**Assignment:** Among the entries below, find every line that contains the string "false", then copy it.
---*---
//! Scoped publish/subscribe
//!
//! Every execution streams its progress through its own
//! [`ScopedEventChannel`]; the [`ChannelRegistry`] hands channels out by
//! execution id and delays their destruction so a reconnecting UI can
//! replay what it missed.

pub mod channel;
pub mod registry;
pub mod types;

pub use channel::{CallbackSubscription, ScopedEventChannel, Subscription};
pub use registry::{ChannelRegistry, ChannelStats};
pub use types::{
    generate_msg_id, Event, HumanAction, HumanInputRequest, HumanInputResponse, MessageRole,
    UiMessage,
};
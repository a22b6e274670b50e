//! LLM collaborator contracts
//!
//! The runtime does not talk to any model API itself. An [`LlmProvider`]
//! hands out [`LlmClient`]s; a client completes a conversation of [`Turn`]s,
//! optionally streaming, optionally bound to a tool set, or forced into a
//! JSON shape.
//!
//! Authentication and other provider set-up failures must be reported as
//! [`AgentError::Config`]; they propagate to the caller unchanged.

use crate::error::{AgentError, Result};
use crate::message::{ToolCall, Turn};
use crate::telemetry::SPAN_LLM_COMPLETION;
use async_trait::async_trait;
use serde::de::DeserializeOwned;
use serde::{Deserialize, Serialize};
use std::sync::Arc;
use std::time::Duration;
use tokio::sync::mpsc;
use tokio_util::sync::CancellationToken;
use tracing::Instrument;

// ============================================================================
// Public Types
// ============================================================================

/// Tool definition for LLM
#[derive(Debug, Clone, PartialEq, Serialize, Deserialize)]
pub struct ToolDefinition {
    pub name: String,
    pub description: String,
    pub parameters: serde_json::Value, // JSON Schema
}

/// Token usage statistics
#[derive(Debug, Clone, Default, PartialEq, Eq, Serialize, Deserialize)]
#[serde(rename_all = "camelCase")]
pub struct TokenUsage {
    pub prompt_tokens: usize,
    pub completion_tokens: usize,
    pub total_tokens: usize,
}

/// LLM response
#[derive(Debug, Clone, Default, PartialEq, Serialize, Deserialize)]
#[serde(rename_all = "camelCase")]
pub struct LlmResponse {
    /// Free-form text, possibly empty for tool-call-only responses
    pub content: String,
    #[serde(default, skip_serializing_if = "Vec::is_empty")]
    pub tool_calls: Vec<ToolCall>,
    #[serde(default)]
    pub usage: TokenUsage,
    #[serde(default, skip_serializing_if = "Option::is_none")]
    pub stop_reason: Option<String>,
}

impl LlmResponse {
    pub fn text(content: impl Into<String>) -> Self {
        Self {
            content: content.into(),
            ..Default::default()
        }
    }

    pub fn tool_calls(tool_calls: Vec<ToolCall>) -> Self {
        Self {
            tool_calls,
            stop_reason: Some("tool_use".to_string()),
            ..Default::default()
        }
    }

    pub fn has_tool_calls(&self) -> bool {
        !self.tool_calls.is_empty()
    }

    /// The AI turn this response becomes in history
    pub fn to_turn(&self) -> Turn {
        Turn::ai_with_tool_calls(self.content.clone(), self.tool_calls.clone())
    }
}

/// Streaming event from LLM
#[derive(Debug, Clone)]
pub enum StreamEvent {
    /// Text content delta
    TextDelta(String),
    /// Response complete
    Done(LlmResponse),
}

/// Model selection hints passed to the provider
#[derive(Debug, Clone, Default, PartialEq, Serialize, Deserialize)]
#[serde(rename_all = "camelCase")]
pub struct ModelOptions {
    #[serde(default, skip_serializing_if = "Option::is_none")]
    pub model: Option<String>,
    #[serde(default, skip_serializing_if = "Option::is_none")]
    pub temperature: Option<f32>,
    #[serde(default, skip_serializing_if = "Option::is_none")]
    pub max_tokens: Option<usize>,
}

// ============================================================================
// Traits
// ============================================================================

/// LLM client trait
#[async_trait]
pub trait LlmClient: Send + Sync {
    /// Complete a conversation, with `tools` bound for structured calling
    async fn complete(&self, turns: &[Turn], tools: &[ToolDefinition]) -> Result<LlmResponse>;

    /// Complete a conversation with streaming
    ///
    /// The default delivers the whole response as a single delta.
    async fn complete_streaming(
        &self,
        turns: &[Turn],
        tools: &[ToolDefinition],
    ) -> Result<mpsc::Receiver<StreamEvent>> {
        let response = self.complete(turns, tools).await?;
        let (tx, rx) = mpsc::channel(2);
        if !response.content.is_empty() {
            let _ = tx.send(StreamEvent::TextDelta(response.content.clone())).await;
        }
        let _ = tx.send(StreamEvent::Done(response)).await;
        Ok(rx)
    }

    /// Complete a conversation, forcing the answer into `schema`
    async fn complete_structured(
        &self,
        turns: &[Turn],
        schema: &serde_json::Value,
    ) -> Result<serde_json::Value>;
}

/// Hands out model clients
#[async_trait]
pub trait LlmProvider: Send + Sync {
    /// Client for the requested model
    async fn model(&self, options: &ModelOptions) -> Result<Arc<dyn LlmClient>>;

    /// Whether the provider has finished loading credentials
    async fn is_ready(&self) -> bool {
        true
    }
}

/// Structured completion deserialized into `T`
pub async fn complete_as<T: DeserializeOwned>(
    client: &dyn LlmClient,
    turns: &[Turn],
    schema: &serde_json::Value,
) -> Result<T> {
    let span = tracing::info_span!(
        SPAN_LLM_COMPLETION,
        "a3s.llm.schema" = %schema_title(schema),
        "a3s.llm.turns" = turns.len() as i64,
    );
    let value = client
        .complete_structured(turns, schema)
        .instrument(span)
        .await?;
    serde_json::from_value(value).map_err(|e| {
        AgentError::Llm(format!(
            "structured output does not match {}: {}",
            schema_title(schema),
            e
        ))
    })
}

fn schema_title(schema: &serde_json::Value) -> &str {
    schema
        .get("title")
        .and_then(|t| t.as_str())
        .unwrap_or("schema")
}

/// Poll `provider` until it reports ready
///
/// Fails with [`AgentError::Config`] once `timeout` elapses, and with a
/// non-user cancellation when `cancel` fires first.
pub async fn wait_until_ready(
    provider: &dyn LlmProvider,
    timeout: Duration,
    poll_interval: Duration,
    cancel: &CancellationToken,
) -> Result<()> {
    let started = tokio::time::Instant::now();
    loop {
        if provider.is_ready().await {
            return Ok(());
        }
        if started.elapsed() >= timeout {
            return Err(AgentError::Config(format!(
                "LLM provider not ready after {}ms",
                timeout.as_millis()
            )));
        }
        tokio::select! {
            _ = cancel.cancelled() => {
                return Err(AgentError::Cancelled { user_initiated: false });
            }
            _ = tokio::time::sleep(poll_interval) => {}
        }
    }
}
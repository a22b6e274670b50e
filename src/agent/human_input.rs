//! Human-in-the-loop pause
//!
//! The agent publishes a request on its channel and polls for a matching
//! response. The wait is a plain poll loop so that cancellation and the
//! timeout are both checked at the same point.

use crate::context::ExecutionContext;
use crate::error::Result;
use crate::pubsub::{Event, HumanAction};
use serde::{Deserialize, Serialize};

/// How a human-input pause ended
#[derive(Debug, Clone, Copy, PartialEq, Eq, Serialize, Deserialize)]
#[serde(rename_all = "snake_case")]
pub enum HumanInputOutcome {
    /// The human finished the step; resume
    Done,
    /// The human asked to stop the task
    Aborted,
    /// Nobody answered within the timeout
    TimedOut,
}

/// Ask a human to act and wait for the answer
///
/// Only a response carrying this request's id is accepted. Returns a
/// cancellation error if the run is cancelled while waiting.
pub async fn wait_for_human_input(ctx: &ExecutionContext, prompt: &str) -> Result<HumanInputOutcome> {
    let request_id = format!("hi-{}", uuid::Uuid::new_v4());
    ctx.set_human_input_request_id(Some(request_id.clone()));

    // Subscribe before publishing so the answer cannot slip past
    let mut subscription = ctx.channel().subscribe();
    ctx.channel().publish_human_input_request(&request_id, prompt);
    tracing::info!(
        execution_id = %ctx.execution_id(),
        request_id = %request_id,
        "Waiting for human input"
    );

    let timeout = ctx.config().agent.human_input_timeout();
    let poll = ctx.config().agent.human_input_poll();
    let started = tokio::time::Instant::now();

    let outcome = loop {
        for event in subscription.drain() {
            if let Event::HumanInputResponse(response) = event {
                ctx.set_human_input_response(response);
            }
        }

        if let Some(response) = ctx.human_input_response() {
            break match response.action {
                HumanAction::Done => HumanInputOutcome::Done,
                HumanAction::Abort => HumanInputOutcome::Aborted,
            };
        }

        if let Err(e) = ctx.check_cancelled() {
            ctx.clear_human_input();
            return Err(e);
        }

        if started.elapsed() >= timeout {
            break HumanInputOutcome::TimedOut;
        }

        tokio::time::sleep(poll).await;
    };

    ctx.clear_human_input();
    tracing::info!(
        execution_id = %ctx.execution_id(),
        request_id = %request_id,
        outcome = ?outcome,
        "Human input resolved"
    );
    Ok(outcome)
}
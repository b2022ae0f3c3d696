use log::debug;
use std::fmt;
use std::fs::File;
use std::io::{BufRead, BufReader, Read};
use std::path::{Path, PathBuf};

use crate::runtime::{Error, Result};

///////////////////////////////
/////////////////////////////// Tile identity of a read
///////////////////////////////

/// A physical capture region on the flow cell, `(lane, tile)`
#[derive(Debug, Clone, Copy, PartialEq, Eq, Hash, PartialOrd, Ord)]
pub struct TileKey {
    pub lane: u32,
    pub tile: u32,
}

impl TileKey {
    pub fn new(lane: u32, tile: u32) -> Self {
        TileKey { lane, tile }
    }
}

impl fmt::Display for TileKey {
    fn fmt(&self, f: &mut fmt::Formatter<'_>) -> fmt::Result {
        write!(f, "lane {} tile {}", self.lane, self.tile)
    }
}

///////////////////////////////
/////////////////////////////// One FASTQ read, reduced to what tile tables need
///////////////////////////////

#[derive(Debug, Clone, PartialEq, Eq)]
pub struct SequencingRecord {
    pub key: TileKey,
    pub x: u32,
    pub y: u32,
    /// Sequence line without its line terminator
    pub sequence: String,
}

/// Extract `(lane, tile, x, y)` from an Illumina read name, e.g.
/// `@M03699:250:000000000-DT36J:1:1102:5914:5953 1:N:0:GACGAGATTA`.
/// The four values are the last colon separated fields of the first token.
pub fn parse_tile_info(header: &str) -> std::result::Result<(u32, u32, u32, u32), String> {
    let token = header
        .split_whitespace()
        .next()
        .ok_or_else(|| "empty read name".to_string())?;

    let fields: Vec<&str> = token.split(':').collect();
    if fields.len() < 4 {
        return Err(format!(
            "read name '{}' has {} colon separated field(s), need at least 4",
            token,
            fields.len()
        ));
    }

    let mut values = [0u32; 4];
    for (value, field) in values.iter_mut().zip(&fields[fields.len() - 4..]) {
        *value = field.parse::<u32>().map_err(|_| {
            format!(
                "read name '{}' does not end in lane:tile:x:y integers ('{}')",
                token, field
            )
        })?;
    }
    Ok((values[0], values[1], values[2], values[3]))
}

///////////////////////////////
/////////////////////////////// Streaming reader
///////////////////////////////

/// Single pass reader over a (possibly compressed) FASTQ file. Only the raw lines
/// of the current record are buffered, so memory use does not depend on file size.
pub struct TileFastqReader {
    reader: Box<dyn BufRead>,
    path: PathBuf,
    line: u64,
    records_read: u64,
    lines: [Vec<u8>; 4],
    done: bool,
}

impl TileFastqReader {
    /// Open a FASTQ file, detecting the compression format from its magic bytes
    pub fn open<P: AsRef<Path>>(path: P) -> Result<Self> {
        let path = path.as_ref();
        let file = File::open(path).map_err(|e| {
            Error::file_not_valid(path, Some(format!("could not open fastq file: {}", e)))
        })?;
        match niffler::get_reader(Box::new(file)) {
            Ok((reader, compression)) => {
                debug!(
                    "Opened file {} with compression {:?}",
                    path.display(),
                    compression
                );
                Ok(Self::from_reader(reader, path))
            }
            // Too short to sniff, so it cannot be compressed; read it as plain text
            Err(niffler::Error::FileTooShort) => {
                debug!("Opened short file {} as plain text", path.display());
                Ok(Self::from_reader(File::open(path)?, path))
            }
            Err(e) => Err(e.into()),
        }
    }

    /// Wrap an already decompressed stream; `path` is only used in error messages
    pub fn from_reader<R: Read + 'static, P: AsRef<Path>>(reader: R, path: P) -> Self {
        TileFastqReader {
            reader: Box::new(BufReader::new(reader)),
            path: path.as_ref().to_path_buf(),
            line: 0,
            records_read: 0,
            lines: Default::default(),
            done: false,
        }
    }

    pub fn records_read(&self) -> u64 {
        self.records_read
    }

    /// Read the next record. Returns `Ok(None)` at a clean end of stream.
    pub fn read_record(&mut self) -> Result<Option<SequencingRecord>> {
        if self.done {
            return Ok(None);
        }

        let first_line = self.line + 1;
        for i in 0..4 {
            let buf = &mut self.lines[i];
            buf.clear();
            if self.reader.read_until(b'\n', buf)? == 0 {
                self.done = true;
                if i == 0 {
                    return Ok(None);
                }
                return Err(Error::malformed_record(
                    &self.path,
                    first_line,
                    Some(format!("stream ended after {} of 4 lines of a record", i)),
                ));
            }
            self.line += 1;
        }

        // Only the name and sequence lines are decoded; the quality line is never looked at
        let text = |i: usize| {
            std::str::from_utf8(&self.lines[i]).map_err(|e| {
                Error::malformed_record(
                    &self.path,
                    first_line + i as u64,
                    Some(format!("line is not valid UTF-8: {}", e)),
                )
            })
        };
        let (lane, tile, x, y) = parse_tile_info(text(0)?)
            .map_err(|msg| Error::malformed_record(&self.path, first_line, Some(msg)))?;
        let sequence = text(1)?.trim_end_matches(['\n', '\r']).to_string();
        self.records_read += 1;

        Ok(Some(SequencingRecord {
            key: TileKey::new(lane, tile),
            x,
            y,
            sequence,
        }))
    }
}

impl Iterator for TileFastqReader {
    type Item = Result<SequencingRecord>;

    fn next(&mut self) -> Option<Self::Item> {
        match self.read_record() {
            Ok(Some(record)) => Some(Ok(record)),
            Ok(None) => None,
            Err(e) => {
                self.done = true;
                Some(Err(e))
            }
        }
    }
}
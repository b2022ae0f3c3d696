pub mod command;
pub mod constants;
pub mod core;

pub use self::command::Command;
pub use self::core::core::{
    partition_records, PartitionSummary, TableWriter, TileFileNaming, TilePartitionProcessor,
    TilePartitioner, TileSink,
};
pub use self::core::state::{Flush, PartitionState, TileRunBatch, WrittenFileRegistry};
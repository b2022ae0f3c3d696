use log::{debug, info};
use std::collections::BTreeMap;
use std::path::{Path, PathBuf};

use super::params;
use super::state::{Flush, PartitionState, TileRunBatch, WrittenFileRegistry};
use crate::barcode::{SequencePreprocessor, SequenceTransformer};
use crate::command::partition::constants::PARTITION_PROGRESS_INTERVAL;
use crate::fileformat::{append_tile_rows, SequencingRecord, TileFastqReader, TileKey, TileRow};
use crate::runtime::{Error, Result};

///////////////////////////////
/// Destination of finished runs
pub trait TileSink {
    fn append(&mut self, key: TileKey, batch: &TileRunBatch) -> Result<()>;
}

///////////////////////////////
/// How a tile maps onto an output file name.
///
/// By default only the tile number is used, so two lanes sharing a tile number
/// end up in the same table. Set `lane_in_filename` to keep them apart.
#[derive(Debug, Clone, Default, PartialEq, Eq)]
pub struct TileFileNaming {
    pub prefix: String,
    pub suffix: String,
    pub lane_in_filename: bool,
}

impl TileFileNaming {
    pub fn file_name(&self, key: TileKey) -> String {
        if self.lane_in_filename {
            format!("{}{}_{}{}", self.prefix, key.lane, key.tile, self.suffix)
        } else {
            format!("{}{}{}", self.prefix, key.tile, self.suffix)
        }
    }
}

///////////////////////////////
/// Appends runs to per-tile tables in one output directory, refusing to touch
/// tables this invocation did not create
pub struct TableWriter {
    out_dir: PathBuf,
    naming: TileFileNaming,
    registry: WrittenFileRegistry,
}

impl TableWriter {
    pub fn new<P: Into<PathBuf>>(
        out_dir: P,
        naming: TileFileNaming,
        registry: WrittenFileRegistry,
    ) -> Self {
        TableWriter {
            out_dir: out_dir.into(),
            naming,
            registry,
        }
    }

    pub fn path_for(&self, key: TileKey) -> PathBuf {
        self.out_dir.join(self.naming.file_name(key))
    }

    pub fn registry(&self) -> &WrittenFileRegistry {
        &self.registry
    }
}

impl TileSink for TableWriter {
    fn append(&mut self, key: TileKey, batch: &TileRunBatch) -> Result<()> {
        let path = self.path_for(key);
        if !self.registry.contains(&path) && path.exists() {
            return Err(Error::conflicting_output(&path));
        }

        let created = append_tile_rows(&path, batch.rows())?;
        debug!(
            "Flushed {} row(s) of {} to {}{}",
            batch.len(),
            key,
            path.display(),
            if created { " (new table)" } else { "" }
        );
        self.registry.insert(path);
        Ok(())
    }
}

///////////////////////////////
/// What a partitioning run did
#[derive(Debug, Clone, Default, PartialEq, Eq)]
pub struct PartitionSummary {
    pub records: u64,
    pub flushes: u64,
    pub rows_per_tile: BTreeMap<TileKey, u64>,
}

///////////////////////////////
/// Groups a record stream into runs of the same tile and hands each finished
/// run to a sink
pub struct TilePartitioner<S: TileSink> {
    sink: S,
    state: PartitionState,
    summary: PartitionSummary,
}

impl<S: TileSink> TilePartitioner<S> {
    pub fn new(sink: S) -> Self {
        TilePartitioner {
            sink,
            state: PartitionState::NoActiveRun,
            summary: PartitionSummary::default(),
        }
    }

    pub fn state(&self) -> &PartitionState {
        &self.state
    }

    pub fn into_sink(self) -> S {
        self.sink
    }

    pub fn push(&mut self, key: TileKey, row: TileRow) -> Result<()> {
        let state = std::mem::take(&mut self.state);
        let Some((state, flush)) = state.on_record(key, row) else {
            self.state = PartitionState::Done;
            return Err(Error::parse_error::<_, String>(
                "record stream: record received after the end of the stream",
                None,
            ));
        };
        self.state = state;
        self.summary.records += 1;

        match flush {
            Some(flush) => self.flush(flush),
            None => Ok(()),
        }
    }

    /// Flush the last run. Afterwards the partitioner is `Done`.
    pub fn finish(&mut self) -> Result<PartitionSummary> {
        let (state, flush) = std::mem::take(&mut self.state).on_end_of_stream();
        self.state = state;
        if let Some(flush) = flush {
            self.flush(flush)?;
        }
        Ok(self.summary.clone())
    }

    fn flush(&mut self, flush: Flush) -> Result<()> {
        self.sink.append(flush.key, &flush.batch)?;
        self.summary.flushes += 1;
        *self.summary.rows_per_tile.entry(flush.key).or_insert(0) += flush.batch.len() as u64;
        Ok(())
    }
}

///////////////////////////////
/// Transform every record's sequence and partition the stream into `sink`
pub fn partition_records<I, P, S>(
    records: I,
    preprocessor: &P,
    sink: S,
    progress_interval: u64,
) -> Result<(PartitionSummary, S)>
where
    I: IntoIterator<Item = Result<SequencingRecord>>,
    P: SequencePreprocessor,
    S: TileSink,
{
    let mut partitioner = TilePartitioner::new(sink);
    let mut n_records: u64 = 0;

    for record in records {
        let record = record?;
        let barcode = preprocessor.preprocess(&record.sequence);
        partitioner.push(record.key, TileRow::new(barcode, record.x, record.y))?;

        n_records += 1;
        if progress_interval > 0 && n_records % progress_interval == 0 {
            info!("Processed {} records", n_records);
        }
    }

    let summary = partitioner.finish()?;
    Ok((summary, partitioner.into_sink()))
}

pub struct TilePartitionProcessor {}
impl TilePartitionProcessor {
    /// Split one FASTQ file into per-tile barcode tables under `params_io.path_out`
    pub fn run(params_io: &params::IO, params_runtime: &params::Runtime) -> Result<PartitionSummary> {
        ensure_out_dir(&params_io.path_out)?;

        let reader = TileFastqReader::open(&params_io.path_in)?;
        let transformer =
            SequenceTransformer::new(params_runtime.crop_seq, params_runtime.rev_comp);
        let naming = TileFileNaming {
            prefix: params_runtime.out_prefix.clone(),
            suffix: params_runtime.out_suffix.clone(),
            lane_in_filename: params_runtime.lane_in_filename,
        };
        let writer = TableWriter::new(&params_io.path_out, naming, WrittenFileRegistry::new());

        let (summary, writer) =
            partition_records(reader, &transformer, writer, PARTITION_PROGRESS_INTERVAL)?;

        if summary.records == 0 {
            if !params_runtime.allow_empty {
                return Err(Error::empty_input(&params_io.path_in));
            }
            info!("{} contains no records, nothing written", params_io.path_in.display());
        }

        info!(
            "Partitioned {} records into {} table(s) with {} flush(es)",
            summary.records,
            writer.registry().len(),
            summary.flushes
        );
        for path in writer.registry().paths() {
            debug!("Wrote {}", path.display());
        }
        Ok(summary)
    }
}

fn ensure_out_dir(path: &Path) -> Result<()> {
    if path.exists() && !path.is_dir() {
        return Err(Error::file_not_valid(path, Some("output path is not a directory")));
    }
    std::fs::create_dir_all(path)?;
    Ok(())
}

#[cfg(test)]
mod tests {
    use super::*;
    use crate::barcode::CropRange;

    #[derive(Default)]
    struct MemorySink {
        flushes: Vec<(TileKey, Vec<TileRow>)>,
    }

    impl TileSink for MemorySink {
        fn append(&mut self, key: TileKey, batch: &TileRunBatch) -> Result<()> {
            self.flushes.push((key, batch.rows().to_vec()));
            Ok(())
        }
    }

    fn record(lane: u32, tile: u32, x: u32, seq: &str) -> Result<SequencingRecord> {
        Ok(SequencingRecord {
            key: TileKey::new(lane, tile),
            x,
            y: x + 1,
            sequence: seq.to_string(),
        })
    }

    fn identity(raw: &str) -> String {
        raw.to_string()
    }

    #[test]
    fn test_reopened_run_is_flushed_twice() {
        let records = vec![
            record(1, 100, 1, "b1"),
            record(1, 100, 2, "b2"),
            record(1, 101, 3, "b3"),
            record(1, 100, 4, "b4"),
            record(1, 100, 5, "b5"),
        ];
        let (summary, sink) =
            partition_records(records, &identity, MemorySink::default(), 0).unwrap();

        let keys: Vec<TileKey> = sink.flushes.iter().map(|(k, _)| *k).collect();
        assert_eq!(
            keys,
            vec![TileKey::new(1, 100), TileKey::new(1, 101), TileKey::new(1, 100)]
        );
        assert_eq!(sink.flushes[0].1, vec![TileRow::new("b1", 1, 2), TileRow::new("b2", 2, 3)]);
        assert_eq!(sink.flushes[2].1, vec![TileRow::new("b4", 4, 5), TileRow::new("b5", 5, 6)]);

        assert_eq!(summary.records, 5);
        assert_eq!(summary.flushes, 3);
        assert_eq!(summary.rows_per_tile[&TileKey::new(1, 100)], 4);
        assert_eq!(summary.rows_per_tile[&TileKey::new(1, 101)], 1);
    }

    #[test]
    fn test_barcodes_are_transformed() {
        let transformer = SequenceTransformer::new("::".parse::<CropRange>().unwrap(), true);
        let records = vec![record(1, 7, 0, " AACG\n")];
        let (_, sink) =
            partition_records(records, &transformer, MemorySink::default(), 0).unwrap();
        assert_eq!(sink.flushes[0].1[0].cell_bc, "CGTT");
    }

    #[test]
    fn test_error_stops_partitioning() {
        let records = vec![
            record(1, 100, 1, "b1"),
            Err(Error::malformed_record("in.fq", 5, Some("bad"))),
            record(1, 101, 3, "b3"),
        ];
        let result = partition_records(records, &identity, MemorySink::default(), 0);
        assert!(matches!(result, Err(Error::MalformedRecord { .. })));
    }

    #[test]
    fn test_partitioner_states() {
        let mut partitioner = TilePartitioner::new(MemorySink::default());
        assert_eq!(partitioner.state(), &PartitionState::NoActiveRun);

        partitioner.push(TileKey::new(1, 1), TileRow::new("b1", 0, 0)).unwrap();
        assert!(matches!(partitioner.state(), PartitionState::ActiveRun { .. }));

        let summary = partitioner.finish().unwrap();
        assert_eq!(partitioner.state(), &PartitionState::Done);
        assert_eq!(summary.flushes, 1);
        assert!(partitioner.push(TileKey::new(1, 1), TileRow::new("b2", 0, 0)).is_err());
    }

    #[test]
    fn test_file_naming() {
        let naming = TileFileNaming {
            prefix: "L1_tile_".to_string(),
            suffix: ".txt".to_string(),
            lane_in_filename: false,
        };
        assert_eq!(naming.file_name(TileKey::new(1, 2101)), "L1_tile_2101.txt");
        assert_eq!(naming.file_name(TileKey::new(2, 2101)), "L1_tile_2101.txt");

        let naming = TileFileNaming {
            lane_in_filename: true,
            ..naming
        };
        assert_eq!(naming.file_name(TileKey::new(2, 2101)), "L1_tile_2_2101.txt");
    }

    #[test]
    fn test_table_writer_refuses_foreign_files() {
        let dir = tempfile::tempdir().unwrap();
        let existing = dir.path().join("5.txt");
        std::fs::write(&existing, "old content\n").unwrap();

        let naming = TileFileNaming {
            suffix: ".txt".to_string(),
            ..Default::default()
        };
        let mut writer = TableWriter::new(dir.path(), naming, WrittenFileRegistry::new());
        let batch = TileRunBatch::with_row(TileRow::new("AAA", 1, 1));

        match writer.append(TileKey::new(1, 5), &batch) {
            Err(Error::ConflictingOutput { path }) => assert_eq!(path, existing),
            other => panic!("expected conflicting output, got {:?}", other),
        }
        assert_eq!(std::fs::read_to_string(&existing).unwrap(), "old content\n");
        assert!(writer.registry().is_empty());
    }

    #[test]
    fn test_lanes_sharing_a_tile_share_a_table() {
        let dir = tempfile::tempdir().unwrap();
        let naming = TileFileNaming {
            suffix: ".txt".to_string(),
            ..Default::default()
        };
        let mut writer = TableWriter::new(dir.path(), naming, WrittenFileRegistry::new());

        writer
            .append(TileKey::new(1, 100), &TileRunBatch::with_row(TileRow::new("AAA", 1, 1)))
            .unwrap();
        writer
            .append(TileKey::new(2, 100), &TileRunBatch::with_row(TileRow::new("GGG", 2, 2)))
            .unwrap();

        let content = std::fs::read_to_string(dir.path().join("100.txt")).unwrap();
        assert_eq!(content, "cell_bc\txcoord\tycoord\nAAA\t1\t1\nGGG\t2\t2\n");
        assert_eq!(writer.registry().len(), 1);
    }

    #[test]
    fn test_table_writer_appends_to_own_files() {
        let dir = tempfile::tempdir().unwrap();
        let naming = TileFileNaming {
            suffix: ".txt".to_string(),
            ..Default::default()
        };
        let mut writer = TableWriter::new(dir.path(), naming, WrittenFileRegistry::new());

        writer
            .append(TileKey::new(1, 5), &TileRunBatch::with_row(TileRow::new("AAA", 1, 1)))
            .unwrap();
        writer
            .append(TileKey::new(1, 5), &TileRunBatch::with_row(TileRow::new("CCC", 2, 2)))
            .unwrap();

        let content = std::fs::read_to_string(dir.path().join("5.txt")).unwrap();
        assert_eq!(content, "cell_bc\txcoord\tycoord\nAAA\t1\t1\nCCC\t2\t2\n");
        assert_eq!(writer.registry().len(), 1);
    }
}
---*---
**Completed task:**
                return Err(AgentError::Cancelled { user_initiated: false });
            done: false,
            lane_in_filename: false,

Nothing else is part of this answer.